ACTIVITY - Below this line is a set of entries; quote exactly the lines from the line that contains "let listener = Listener::bind(&address).await?;" to the line that contains "let origins = OriginPolicy::new(&config.cors_allowed_origins);", both lines included.

Saved entries
+ + + +
//! Server lifecycle: bind, serve, shut down.
//!
//! [`Server::bind`] assembles everything a run needs (listener, TLS, RPC
//! routes, gateway, dispatcher, middleware) and fails fast on any error.
//! [`Server::serve`] then accepts connections until the listener is closed
//! through a [`ShutdownHandle`] or accepting fails for good.
//!
//! ```rust,no_run
//! use std::sync::Arc;
//! use grafeas::server::{Server, ServerConfig};
//! use grafeas::storage::MemStore;
//!
//! # async fn run() -> grafeas::Result<()> {
//! let server = Server::bind(&ServerConfig::default(), Arc::new(MemStore::new())).await?;
//! let shutdown = server.shutdown_handle();
//! tokio::spawn(async move {
//!     let _ = tokio::signal::ctrl_c().await;
//!     shutdown.close();
//! });
//! server.serve().await
//! # }
//! ```

use std::io;
use std::sync::Arc;
use std::time::Duration;

use hyper_util::rt::TokioIo;
use hyper_util::service::TowerToHyperService;
use metrics::counter;
use tokio::io::{AsyncRead, AsyncWrite};
use tokio::sync::watch;
use tokio_rustls::TlsAcceptor;
use tracing::{debug, error, info, warn};

use super::config::ServerConfig;
use super::dispatch::Dispatcher;
use super::listener::{BindAddress, Connection, Listener, LocalAddr};
use super::middleware::{self, HttpService, OriginPolicy};
use super::options::{DialOptions, ServerOptions};
use super::{registrar, tls};
use crate::storage::{GrafeasStorage, ProjectStorage};
use crate::{GrafeasError, Result, gateway, telemetry};

const MIN_ACCEPT_BACKOFF: Duration = Duration::from_millis(5);
const MAX_ACCEPT_BACKOFF: Duration = Duration::from_secs(1);

/// Why the accept loop ended.
#[derive(Debug, thiserror::Error)]
pub enum AcceptError {
    /// The shutdown handle closed the listener.
    #[error("listener closed")]
    ListenerClosed,

    #[error("accept failed: {0}")]
    Io(#[from] io::Error),
}

/// How a stopped server should be reported.
#[derive(Debug, Clone, Copy, PartialEq, Eq)]
pub enum Termination {
    Clean,
    Fatal,
}

/// Only an intentional close is a clean stop.
pub fn classify(err: &AcceptError) -> Termination {
    match err {
        AcceptError::ListenerClosed => Termination::Clean,
        AcceptError::Io(_) => Termination::Fatal,
    }
}

/// Closes the listener of a running server. Cheap to clone; closing more
/// than once is a no-op.
#[derive(Debug, Clone)]
pub struct ShutdownHandle {
    tx: Arc<watch::Sender<bool>>,
}

impl ShutdownHandle {
    fn new() -> Self {
        let (tx, _) = watch::channel(false);
        Self { tx: Arc::new(tx) }
    }

    pub fn close(&self) {
        self.tx.send_replace(true);
    }

    pub fn is_closed(&self) -> bool {
        *self.tx.borrow()
    }

    fn subscribe(&self) -> watch::Receiver<bool> {
        self.tx.subscribe()
    }
}

/// A bound server, ready to serve.
pub struct Server {
    listener: Listener,
    local_addr: LocalAddr,
    service: HttpService,
    acceptor: Option<TlsAcceptor>,
    shutdown: ShutdownHandle,
}

impl std::fmt::Debug for Server {
    fn fmt(&self, f: &mut std::fmt::Formatter<'_>) -> std::fmt::Result {
        f.debug_struct("Server")
            .field("local_addr", &self.local_addr)
            .field("tls", &self.acceptor.is_some())
            .finish_non_exhaustive()
    }
}

impl Server {
    /// Bind the configured address and assemble the service stack over
    /// `storage`.
    pub async fn bind<S>(config: &ServerConfig, storage: Arc<S>) -> Result<Self>
    where
        S: GrafeasStorage + ProjectStorage + 'static,
    {
        let address = BindAddress::parse(&config.address)?;
        let listener = Listener::bind(&address).await?;
        let local_addr = listener
            .local_addr()
            .map_err(|source| GrafeasError::Bind {
                address: address.to_string(),
                source,
            })?;

        let tls = tls::build(
            &config.cafile,
            &config.certfile,
            &config.keyfile,
            &config.server_name,
        )?;
        let dial = DialOptions::from_tls(tls.as_ref());
        let credentials = ServerOptions::from_tls(tls.as_ref());

        let rpc = registrar::register(storage, &credentials)?;
        let acceptor = rpc.acceptor().cloned();
        let gateway = gateway::register(&local_addr, &dial)?;

        let origins = OriginPolicy::new(&config.cors_allowed_origins);
        if origins.is_empty() {
            debug!("no CORS origins configured; cross-origin requests are refused");
        }
        let service = middleware::wrap(Dispatcher::new(rpc.into_router(), gateway), origins);

        Ok(Self {
            listener,
            local_addr,
            service,
            acceptor,
            shutdown: ShutdownHandle::new(),
        })
    }

    /// The address actually bound (with the assigned port for `:0`).
    pub fn local_addr(&self) -> &LocalAddr {
        &self.local_addr
    }

    pub fn shutdown_handle(&self) -> ShutdownHandle {
        self.shutdown.clone()
    }

    /// Accept and serve connections until shut down.
    ///
    /// Returns `Ok(())` when the listener was closed through the shutdown
    /// handle and [`GrafeasError::Serve`] when accepting failed. The listener
    /// is released (and a Unix socket file removed) either way.
    pub async fn serve(self) -> Result<()> {
        info!(
            address = %self.local_addr,
            tls = self.acceptor.is_some(),
            "gRPC API listening"
        );

        let stopped = self.accept_loop().await;
        drop(self);

        match (classify(&stopped), stopped) {
            (Termination::Clean, _) => {
                info!("gRPC API stopped");
                Ok(())
            }
            (Termination::Fatal, AcceptError::Io(e)) => {
                error!(error = %e, "gRPC API stopped unexpectedly");
                Err(GrafeasError::Serve(e))
            }
            (Termination::Fatal, err) => Err(GrafeasError::Serve(io::Error::other(err))),
        }
    }

    async fn accept_loop(&self) -> AcceptError {
        let mut shutdown = self.shutdown.subscribe();
        let mut backoff: Option<Duration> = None;

        loop {
            let accepted = tokio::select! {
                biased;
                _ = shutdown.wait_for(|closed| *closed) => return AcceptError::ListenerClosed,
                accepted = self.listener.accept() => accepted,
            };

            match accepted {
                Ok((conn, peer)) => {
                    backoff = None;
                    self.spawn_connection(conn, peer);
                }
                Err(e) if is_connection_error(&e) => {
                    debug!(error = %e, "skipping failed connection");
                }
                Err(e) if is_fd_exhaustion(&e) => {
                    let delay = backoff.map_or(MIN_ACCEPT_BACKOFF, |d| (d * 2).min(MAX_ACCEPT_BACKOFF));
                    backoff = Some(delay);
                    warn!(error = %e, ?delay, "accept failed, retrying");
                    tokio::time::sleep(delay).await;
                }
                Err(e) => return AcceptError::Io(e),
            }
        }
    }

    fn spawn_connection(&self, conn: Connection, peer: String) {
        counter!(telemetry::CONNECTIONS_ACCEPTED_TOTAL).increment(1);
        let service = self.service.clone();
        let acceptor = self.acceptor.clone();

        tokio::spawn(async move {
            let served = match acceptor {
                Some(acceptor) => match acceptor.accept(conn).await {
                    Ok(stream) => serve_connection(stream, service).await,
                    Err(e) => {
                        debug!(%peer, error = %e, "TLS handshake failed");
                        counter!(telemetry::CONNECTION_ERRORS_TOTAL, "stage" => "handshake")
                            .increment(1);
                        return;
                    }
                },
                None => serve_connection(conn, service).await,
            };
            if let Err(e) = served {
                debug!(%peer, error = %e, "connection ended with error");
                counter!(telemetry::CONNECTION_ERRORS_TOTAL, "stage" => "protocol").increment(1);
            }
        });
    }
}

async fn serve_connection<I>(
    io: I,
    service: HttpService,
) -> std::result::Result<(), Box<dyn std::error::Error + Send + Sync>>
where
    I: AsyncRead + AsyncWrite + Unpin + Send + 'static,
{
    let builder = middleware::connection_builder();
    builder
        .serve_connection(TokioIo::new(io), TowerToHyperService::new(service))
        .await
}

/// Errors that concern one pending connection rather than the listener.
fn is_connection_error(e: &io::Error) -> bool {
    matches!(
        e.kind(),
        io::ErrorKind::ConnectionRefused
            | io::ErrorKind::ConnectionAborted
            | io::ErrorKind::ConnectionReset
    )
}

/// Out of file descriptors (EMFILE / ENFILE); clears once connections close.
///
/// ENFILE is 23 and EMFILE is 24 on Linux and macOS. Other targets never
/// back off and treat these errors as fatal.
#[cfg(any(target_os = "linux", target_os = "macos"))]
fn is_fd_exhaustion(e: &io::Error) -> bool {
    const ENFILE: i32 = 23;
    const EMFILE: i32 = 24;
    matches!(e.raw_os_error(), Some(ENFILE | EMFILE))
}

#[cfg(not(any(target_os = "linux", target_os = "macos")))]
fn is_fd_exhaustion(_e: &io::Error) -> bool {
    false
}
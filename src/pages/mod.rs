pub mod handlers;

use crate::state::AppState;
use axum::Router;

pub fn router() -> Router<AppState> {
    handlers::router()
}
+ + + +
ANSWER SPACE -
        let listener = Listener::bind(&address).await?;
        let local_addr = listener
            .local_addr()
            .map_err(|source| GrafeasError::Bind {
                address: address.to_string(),
                source,
            })?;

        let tls = tls::build(
            &config.cafile,
            &config.certfile,
            &config.keyfile,
            &config.server_name,
        )?;
        let dial = DialOptions::from_tls(tls.as_ref());
        let credentials = ServerOptions::from_tls(tls.as_ref());

        let rpc = registrar::register(storage, &credentials)?;
        let acceptor = rpc.acceptor().cloned();
        let gateway = gateway::register(&local_addr, &dial)?;

        let origins = OriginPolicy::new(&config.cors_allowed_origins);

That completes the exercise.